Vou portanto, transcrever as perguntas feitas e tentar dar algumas indicações sobre elas, não sem antes informar aos navegantes, curiosos e interessados sobre a disponibilidade de alguns dos meus textos mais recentes que possam apresentar algum mérito para pesquisadores ou estudantes:
As relações Sul-Sul: um novo determinismo geográfico?
Renato Mendonça: um intelectual na diplomacia
Intervenção governamental: Von Mises e prática brasileira
A diplomacia da era Lula: balanço e avaliação
Falácias acadêmicas: ensaios sobre alguns mitos correntes
A Economia Política da Integração Latino-Americana
Uma história do Mercosul: evolução e situação atual
Vejamos agora o que eu poderia ter respondido e não respondi:
1) O Sr. acredita que o crescimento econômico dos países depende de fatores endógenos, como o fortalecimento das suas instituições, ou que tal situação dependa fundamentalmente dos cenários e interesses internacionais?
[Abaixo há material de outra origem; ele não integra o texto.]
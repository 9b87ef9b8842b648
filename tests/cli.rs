use std::path::Path;

use assert_cmd::Command;
use predicates::prelude::*;
use tempfile::TempDir;

const STATEMENT: &str = "\
date,description,amount
2024-03-01,PADARIA REAL LTDA,-12.50
2024-03-02,UBER *TRIP HELP.UBER.COM,-23.90
2024-03-03,Zxq Holdings,-99.00
";

struct Env {
    config: TempDir,
    data: TempDir,
}

impl Env {
    fn new() -> Self {
        let env = Self {
            config: TempDir::new().unwrap(),
            data: TempDir::new().unwrap(),
        };
        env.cmd()
            .args(["init", "--no-ai", "--data-dir"])
            .arg(env.data.path())
            .assert()
            .success()
            .stdout(predicate::str::contains("Initialized spendtrack"));
        env
    }

    fn cmd(&self) -> Command {
        let mut cmd = Command::cargo_bin("spendtrack").unwrap();
        cmd.env("SPENDTRACK_CONFIG_DIR", self.config.path())
            .env_remove("OPENAI_API_KEY")
            .env_remove("RUST_LOG");
        cmd
    }

    fn write(&self, name: &str, content: &str) -> std::path::PathBuf {
        let path = self.data.path().join(name);
        std::fs::write(&path, content).unwrap();
        path
    }
}

fn import(env: &Env, path: &Path) -> assert_cmd::assert::Assert {
    env.cmd().arg("import").arg(path).assert().success()
}

#[test]
fn test_commands_need_init() {
    let config = TempDir::new().unwrap();
    let data = TempDir::new().unwrap();
    std::fs::write(
        config.path().join("settings.json"),
        format!("{{\"data_dir\": {:?}}}", data.path().join("missing").display().to_string()),
    )
    .unwrap();
    Command::cargo_bin("spendtrack")
        .unwrap()
        .env("SPENDTRACK_CONFIG_DIR", config.path())
        .args(["expenses", "list"])
        .assert()
        .failure()
        .stderr(predicate::str::contains("spendtrack init"));
}

#[test]
fn test_import_then_reimport_is_all_duplicates() {
    let env = Env::new();
    let path = env.write("march.csv", STATEMENT);

    import(&env, &path)
        .stdout(predicate::str::contains("processed"))
        .stdout(predicate::str::contains("3 imported, 0 duplicates, 0 failed rows"))
        .stdout(predicate::str::contains("1 uncategorized"));

    import(&env, &path).stdout(predicate::str::contains("0 imported, 3 duplicates"));

    env.cmd()
        .args(["invoices", "list"])
        .assert()
        .success()
        .stdout(predicate::str::contains("march.csv"));
}

#[test]
fn test_import_bad_file_is_reported_failed() {
    let env = Env::new();
    let path = env.write("junk.csv", "foo,bar\n1,2\n");
    import(&env, &path)
        .stdout(predicate::str::contains("failed"))
        .stdout(predicate::str::contains("Missing required column"));

    env.cmd()
        .args(["expenses", "list"])
        .assert()
        .success()
        .stdout(predicate::str::contains("No expenses found"));
}

#[test]
fn test_import_skips_bad_rows() {
    let env = Env::new();
    let path = env.write(
        "mixed.csv",
        "date,description,amount\n2024-03-01,PADARIA REAL,-10.00\nnot a date,Zxq,-1.00\n2024-03-02,Qwv Partners,-5.00\n",
    );
    import(&env, &path)
        .stdout(predicate::str::contains("2 imported"))
        .stdout(predicate::str::contains("1 failed rows"))
        .stdout(predicate::str::contains("line 3"));
}

#[test]
fn test_expenses_add_update_and_list() {
    let env = Env::new();
    env.cmd()
        .args([
            "expenses", "add", "--date", "2024-03-05", "--merchant", "Qwv Partners", "--amount", "-42.00",
            "--category", "education", "--tag", "course",
        ])
        .assert()
        .success()
        .stdout(predicate::str::contains("Added expense 1"))
        .stdout(predicate::str::contains("education"));

    env.cmd()
        .args(["expenses", "update", "1", "--category", "shopping"])
        .assert()
        .success()
        .stdout(predicate::str::contains("shopping (manual)"));

    env.cmd()
        .args(["expenses", "list", "--month", "2024-03"])
        .assert()
        .success()
        .stdout(predicate::str::contains("Qwv Partners"))
        .stdout(predicate::str::contains("course"));

    env.cmd()
        .args(["expenses", "add", "--date", "2024-03-05", "--merchant", "X", "--amount", "-1", "--category", "snacks"])
        .assert()
        .failure()
        .stderr(predicate::str::contains("Unknown category"));
}

#[test]
fn test_rules_add_list_delete() {
    let env = Env::new();
    env.cmd()
        .args(["rules", "add", "zxq holdings", "--category", "utilities", "--priority", "50"])
        .assert()
        .success()
        .stdout(predicate::str::contains("zxq holdings"));
    env.cmd()
        .args(["rules", "list"])
        .assert()
        .success()
        .stdout(predicate::str::contains("zxq holdings"));

    // The new rule places the expense the seeded rules could not.
    let path = env.write("march.csv", STATEMENT);
    import(&env, &path).stdout(predicate::str::contains("3 imported").and(predicate::str::contains("uncategorized").not()));

    env.cmd()
        .args(["rules", "delete", "1"])
        .assert()
        .success()
        .stdout(predicate::str::contains("Deactivated rule 1"));
    env.cmd().args(["rules", "delete", "1"]).assert().failure();

    env.cmd()
        .args(["rules", "add", "(", "--category", "food", "--match-type", "regex"])
        .assert()
        .failure()
        .stderr(predicate::str::contains("Invalid rule"));
}

#[test]
fn test_reports_and_export() {
    let env = Env::new();
    let path = env.write("march.csv", STATEMENT);
    import(&env, &path);

    env.cmd()
        .args(["report", "summary", "--month", "2024-03"])
        .assert()
        .success()
        .stdout(predicate::str::contains("Transactions:  3"))
        .stdout(predicate::str::contains("-135.40"));

    env.cmd()
        .args(["report", "summary", "--from", "2024-03-01"])
        .assert()
        .failure()
        .stderr(predicate::str::contains("--from requires --to"));

    env.cmd().args(["report", "trend", "--months", "3"]).assert().success();
    env.cmd().args(["report", "budget"]).assert().success();
    env.cmd().args(["report", "unusual"]).assert().success();

    env.cmd()
        .args(["export", "--format", "csv"])
        .assert()
        .success()
        .stdout(predicate::str::starts_with("date,merchant,amount,category,description,tags"));

    env.cmd()
        .args(["export", "--format", "json"])
        .assert()
        .success()
        .stdout(predicate::str::contains("\"merchant\""));
}

#[test]
fn test_status_counts() {
    let env = Env::new();
    let path = env.write("march.csv", STATEMENT);
    import(&env, &path);
    env.cmd()
        .arg("status")
        .assert()
        .success()
        .stdout(predicate::str::contains("Expenses:       3"))
        .stdout(predicate::str::contains("AI:         off"));
}

#[test]
fn test_invoices_are_scoped_to_user() {
    let env = Env::new();
    let path = env.write("march.csv", STATEMENT);
    import(&env, &path);

    env.cmd()
        .args(["--user", "bob", "invoices", "delete", "1", "--force"])
        .assert()
        .failure()
        .stderr(predicate::str::contains("Invoice not found: 1"));
    env.cmd()
        .args(["--user", "bob", "invoices", "show", "1"])
        .assert()
        .failure();

    env.cmd()
        .args(["invoices", "delete", "1"])
        .assert()
        .success()
        .stdout(predicate::str::contains("Deleted invoice 1 and 3 expenses"));
}

#[test]
fn test_report_rejects_huge_ranges() {
    let env = Env::new();
    env.cmd()
        .args(["report", "trend", "--months", "3000000000"])
        .assert()
        .failure()
        .stderr(predicate::str::contains("Invalid date window"));
    env.cmd()
        .args(["report", "summary", "--days", "4000000000"])
        .assert()
        .failure()
        .stderr(predicate::str::contains("Invalid date window"));
}

#[test]
fn test_expenses_suggest() {
    let env = Env::new();
    let path = env.write("march.csv", STATEMENT);
    import(&env, &path);

    env.cmd()
        .args(["expenses", "suggest", "padaria"])
        .assert()
        .success()
        .stdout(predicate::str::contains("food"))
        .stdout(predicate::str::contains("your past expenses"));
    env.cmd()
        .args(["expenses", "suggest", "Spotify Premium"])
        .assert()
        .success()
        .stdout(predicate::str::contains("entertainment"))
        .stdout(predicate::str::contains("a categorization rule"));
    env.cmd()
        .args(["expenses", "suggest", "Qwv Partners"])
        .assert()
        .success()
        .stdout(predicate::str::contains("No suggestion"));
}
PRA: Em primeiro lugar, eu costumo não "acreditar" em fatores econômicos e sim consultar e constatar os dados empíricos, a pura materialidade das coisas. Claro, somos todos influenciados por uma ou outra teoria, inclusive na seleção e interpretação dos dados, mas o economista verdadeiro tenta ser o mais objetivo possível, sabedor, no entanto, que os homens atuam conscientemente (nem todos) e assim modificam sempre os dados do problema, já que reagem, racionalmente ou instintivamente, aos estímulos existentes, mudando, portanto, o comportamento dos agentes e consequentemente dos processos sociais, subjetiva ou objetivamente.
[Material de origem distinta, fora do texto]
use colored::{ColoredString, Colorize};
use comfy_table::{Cell, CellAlignment, Table};

use crate::error::Result;
use crate::expenses::{self, ExpenseFilter};
use crate::fmt::{money, truncate};
use crate::invoices;
use crate::models::InvoiceStatus;

use super::Context;

fn status_label(status: InvoiceStatus) -> ColoredString {
    match status {
        InvoiceStatus::Pending => "pending".normal(),
        InvoiceStatus::Processing => "processing".yellow(),
        InvoiceStatus::Processed => "processed".green(),
        InvoiceStatus::Failed => "failed".red(),
    }
}

pub fn list(user: Option<String>) -> Result<()> {
    let ctx = Context::open(user)?;
    let rows = invoices::list(&ctx.conn, &ctx.user)?;
    if rows.is_empty() {
        println!("No uploads yet. Import a CSV with `spendtrack import <file>`.");
        return Ok(());
    }

    let mut table = Table::new();
    table.set_header(vec!["ID", "File", "Status", "Rows", "Expenses", "Dupes", "Errors", "Total", "Uploaded"]);
    for inv in &rows {
        table.add_row(vec![
            Cell::new(inv.id),
            Cell::new(truncate(&inv.filename, 32)),
            Cell::new(status_label(inv.status)),
            Cell::new(inv.row_count),
            Cell::new(inv.expense_count),
            Cell::new(inv.duplicate_rows),
            Cell::new(inv.error_rows),
            Cell::new(money(inv.total_amount)).set_alignment(CellAlignment::Right),
            Cell::new(&inv.created_at),
        ]);
    }
    println!("Uploads for {}\n{table}", ctx.user);
    Ok(())
}

pub fn show(id: i64, user: Option<String>) -> Result<()> {
    let ctx = Context::open(user)?;
    let inv = invoices::get(&ctx.conn, &ctx.user, id)?;

    println!("Invoice {}: {}", inv.id, inv.filename.bold());
    println!("Status:     {}", status_label(inv.status));
    println!("Uploaded:   {}", inv.created_at);
    if inv.status.is_terminal() {
        println!("Finished:   {}", inv.processed_at.as_deref().unwrap_or("-"));
    }
    println!(
        "Rows:       {} ({} expenses, {} duplicates, {} errors)",
        inv.row_count, inv.expense_count, inv.duplicate_rows, inv.error_rows
    );
    println!("Total:      {}", money(inv.total_amount));
    if let Some(message) = &inv.error_message {
        println!("Error:      {}", message.red());
    }

    let filter = ExpenseFilter {
        invoice_id: Some(id),
        ..ExpenseFilter::default()
    };
    let rows = expenses::list(&ctx.conn, &ctx.user, &filter)?;
    if !rows.is_empty() {
        println!();
        println!("{}", super::expenses::expense_table(&rows));
    }
    Ok(())
}

pub fn delete(id: i64, user: Option<String>, force: bool) -> Result<()> {
    let ctx = Context::open(user)?;
    let removed = invoices::delete(&ctx.conn, &ctx.user, id, force)?;
    println!("Deleted invoice {id} and {removed} expenses");
    Ok(())
}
Dito isto, nas economias modernas, globalizadas, fatores externos sempre influenciam a conjuntura interna, e portanto o crescimento, que pode ser sustentado ou não, dependendo de um número muito grande de variáveis para podermos traçar uma lei da predominância de uns (externos, digamos) sobre outros (domésticos, por exemplo) fatores de crescimento. Normalmente, as economias mais abertas são mais suscetíveis a choques externos, mas também, por se abastecerem e venderem a um número maior de parceiros, podem diluir o caráter errático de conjunturas adversas, tanto internas, quanto externas, e aí depende da diversidade e da complexidade desses impactos.
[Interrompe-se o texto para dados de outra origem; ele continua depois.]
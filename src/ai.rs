use std::future::Future;

use reqwest::Client;
use serde::{Deserialize, Serialize};

use crate::error::AiError;
use crate::models::Category;
use crate::settings::AiSettings;

pub const API_KEY_VAR: &str = "OPENAI_API_KEY";

/// What the categorization service gets to see about one expense.
#[derive(Debug, Clone, Copy)]
pub struct AiRequest<'a> {
    pub merchant: &'a str,
    pub description: &'a str,
    pub amount: f64,
}

/// An external service that suggests a category for one expense.
///
/// Implementations make a single attempt; timeouts, retries and the
/// concurrency ceiling are applied by the classifier.
pub trait AiCategorizer {
    fn suggest(&self, req: &AiRequest<'_>) -> impl Future<Output = Result<Category, AiError>>;
}

// ---------------------------------------------------------------------------
// OpenAI-compatible chat completions client
// ---------------------------------------------------------------------------

pub struct OpenAiClient {
    client: Client,
    base_url: String,
    model: String,
    api_key: String,
}

impl OpenAiClient {
    pub fn new(settings: &AiSettings, api_key: String) -> Result<Self, AiError> {
        let client = Client::builder().build()?;
        Ok(Self {
            client,
            base_url: settings.base_url.trim_end_matches('/').to_string(),
            model: settings.model.clone(),
            api_key,
        })
    }

    /// Builds a client when AI is enabled and an API key is in the environment.
    pub fn from_env(settings: &AiSettings) -> Option<Self> {
        if !settings.enabled {
            log::info!("AI categorization disabled in settings");
            return None;
        }
        let key = match std::env::var(API_KEY_VAR) {
            Ok(key) if !key.trim().is_empty() => key,
            _ => {
                log::info!("{API_KEY_VAR} not set; AI categorization disabled");
                return None;
            }
        };
        match Self::new(settings, key) {
            Ok(client) => Some(client),
            Err(e) => {
                log::warn!("Could not build AI client: {e}");
                None
            }
        }
    }
}

#[derive(Serialize)]
struct ChatMessage<'a> {
    role: &'a str,
    content: String,
}

#[derive(Serialize)]
struct ChatRequest<'a> {
    model: &'a str,
    messages: Vec<ChatMessage<'a>>,
    temperature: f32,
    max_tokens: u32,
}

#[derive(Debug, Deserialize)]
pub struct ChatResponse {
    #[serde(default)]
    choices: Vec<ChatChoice>,
}

#[derive(Debug, Deserialize)]
struct ChatChoice {
    message: ChatReply,
}

#[derive(Debug, Deserialize)]
struct ChatReply {
    #[serde(default)]
    content: Option<String>,
}

const SYSTEM_PROMPT: &str = "You are an expert financial categorization assistant. \
Be precise and consider Brazilian merchant patterns.";

pub fn build_prompt(req: &AiRequest<'_>) -> String {
    let categories = Category::ALL
        .iter()
        .map(|c| c.as_str())
        .collect::<Vec<_>>()
        .join(", ");
    format!(
        "Categorize this card transaction.\n\n\
         Merchant: {}\n\
         Amount: {:.2}\n\
         Description: {}\n\n\
         Available categories: {categories}.\n\
         IFD* is iFood (food delivery). MP* is MercadoPago and EC* is an e-commerce processor.\n\
         Use other only if no category clearly applies.\n\
         Respond with only the category name in lowercase.",
        req.merchant,
        req.amount.abs(),
        if req.description.is_empty() { "N/A" } else { req.description },
    )
}

/// Maps the first choice of a completion to a category.
pub fn category_from_reply(response: ChatResponse) -> Result<Category, AiError> {
    let text = response
        .choices
        .into_iter()
        .next()
        .and_then(|c| c.message.content)
        .map(|s| s.trim().to_string())
        .filter(|s| !s.is_empty())
        .ok_or(AiError::EmptyResponse)?;
    Category::from_label(&text).ok_or(AiError::UnrecognizedLabel(text))
}

impl AiCategorizer for OpenAiClient {
    async fn suggest(&self, req: &AiRequest<'_>) -> Result<Category, AiError> {
        let body = ChatRequest {
            model: &self.model,
            messages: vec![
                ChatMessage {
                    role: "system",
                    content: SYSTEM_PROMPT.to_string(),
                },
                ChatMessage {
                    role: "user",
                    content: build_prompt(req),
                },
            ],
            temperature: 0.1,
            max_tokens: 20,
        };
        let response = self
            .client
            .post(format!("{}/chat/completions", self.base_url))
            .bearer_auth(&self.api_key)
            .json(&body)
            .send()
            .await?;

        let status = response.status();
        if !status.is_success() {
            return Err(AiError::Status(status.as_u16()));
        }
        let parsed: ChatResponse = response.json().await?;
        category_from_reply(parsed)
    }
}

// ---------------------------------------------------------------------------
// Test doubles
// ---------------------------------------------------------------------------

#[cfg(test)]
pub mod testing {
    use std::sync::atomic::{AtomicUsize, Ordering};
    use std::sync::Arc;
    use std::time::Duration;

    use super::*;

    /// Answers every request with the same category.
    #[derive(Clone, Default)]
    pub struct StaticAi {
        pub category: Option<Category>,
        pub calls: Arc<AtomicUsize>,
    }

    impl StaticAi {
        pub fn new(category: Category) -> Self {
            Self {
                category: Some(category),
                calls: Arc::default(),
            }
        }

        pub fn calls(&self) -> usize {
            self.calls.load(Ordering::SeqCst)
        }
    }

    impl AiCategorizer for StaticAi {
        async fn suggest(&self, _req: &AiRequest<'_>) -> Result<Category, AiError> {
            self.calls.fetch_add(1, Ordering::SeqCst);
            self.category.ok_or(AiError::EmptyResponse)
        }
    }

    /// Fails the first `failures` calls with HTTP 503, then answers.
    #[derive(Clone, Default)]
    pub struct FlakyAi {
        pub failures: usize,
        pub category: Option<Category>,
        pub calls: Arc<AtomicUsize>,
    }

    impl FlakyAi {
        pub fn always_failing() -> Self {
            Self {
                failures: usize::MAX,
                category: None,
                calls: Arc::default(),
            }
        }

        pub fn failing_then(failures: usize, category: Category) -> Self {
            Self {
                failures,
                category: Some(category),
                calls: Arc::default(),
            }
        }

        pub fn calls(&self) -> usize {
            self.calls.load(Ordering::SeqCst)
        }
    }

    impl AiCategorizer for FlakyAi {
        async fn suggest(&self, _req: &AiRequest<'_>) -> Result<Category, AiError> {
            let n = self.calls.fetch_add(1, Ordering::SeqCst);
            if n < self.failures {
                return Err(AiError::Status(503));
            }
            self.category.ok_or(AiError::EmptyResponse)
        }
    }

    /// Sleeps before answering and records the peak number of overlapping calls.
    #[derive(Clone)]
    pub struct SlowAi {
        pub delay: Duration,
        pub category: Category,
        pub in_flight: Arc<AtomicUsize>,
        pub peak: Arc<AtomicUsize>,
    }

    impl SlowAi {
        pub fn new(delay: Duration, category: Category) -> Self {
            Self {
                delay,
                category,
                in_flight: Arc::default(),
                peak: Arc::default(),
            }
        }

        pub fn peak(&self) -> usize {
            self.peak.load(Ordering::SeqCst)
        }
    }

    impl AiCategorizer for SlowAi {
        async fn suggest(&self, _req: &AiRequest<'_>) -> Result<Category, AiError> {
            let now = self.in_flight.fetch_add(1, Ordering::SeqCst) + 1;
            self.peak.fetch_max(now, Ordering::SeqCst);
            tokio::time::sleep(self.delay).await;
            self.in_flight.fetch_sub(1, Ordering::SeqCst);
            Ok(self.category)
        }
    }
}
Em qualquer hipótese, instituições sólidas, com normas claras, transparentes e estáveis são sempre melhores, MUITO melhores, do que alterações arbitrárias das regras que presidem ao jogo econômico.
A despeito que se diga que os capitais financeiros externos produzem volatilidade, o que pode ser verdade, acredito que a volatilidade maior está embutida nas políticas econômicas nacionais.
2) Por que se, durante décadas o Brasil fez alianças/parcerias muitas vezes quase exclusivas com o Norte, não somos mais avançados, tecnologicamente, por exemplo?
PRA: Muito simples, e talvez mais complicado. Não se deve confundir relações de compra e venda, ou de participação nos mercados internacionais, com "parcerias" e muito menos com "alianças".
Uma colônia de exportação atua sob o chamado "pacto exclusivo", ou seja, totalmente dominada pela métropole. Mas mesmo um país independente, que só exporta matérias primas -- que podem ser absolutamente estratégicas para "parceiros" avançados, como o petróleo, por exemplo, inclusive com a "ajuda tecnológica" de empresas desses "parceiro" -- pode continuar durante séculos um mero exportador de produtos não processados, não absorvendo em nada essas tecnologias. Um país pode -- e muitos o fazem obviamente -- continuar durante 5 séculos a colher cana no machete, ou café e algodão manualmente, já que dispõe de uma mão de obra abundante e barata, o que não obriga à capitalização. O mesmo ocorre na extração, mineral ou outra.
Engano seu, portanto, achar que pelo fato de o Brasil ser um exportador de commodities a "parceiros" mais avançados durante os últimos 5 séculos, ele tenha de se qualificar tecnologicamente. O desempenho nessa área, ou seja, a transformação produtiva depende de que os agentes primários em cada setor se convençam de que é melhor exportar produtos processados do que commodities, cujos preços não são fixados pelo produtor (mas isso, mais uma vez, depende dos mercados, pois os fatores abundantes podem estar nos recursos naturais e na mão de obra, não havendo estímulo para a capitalização).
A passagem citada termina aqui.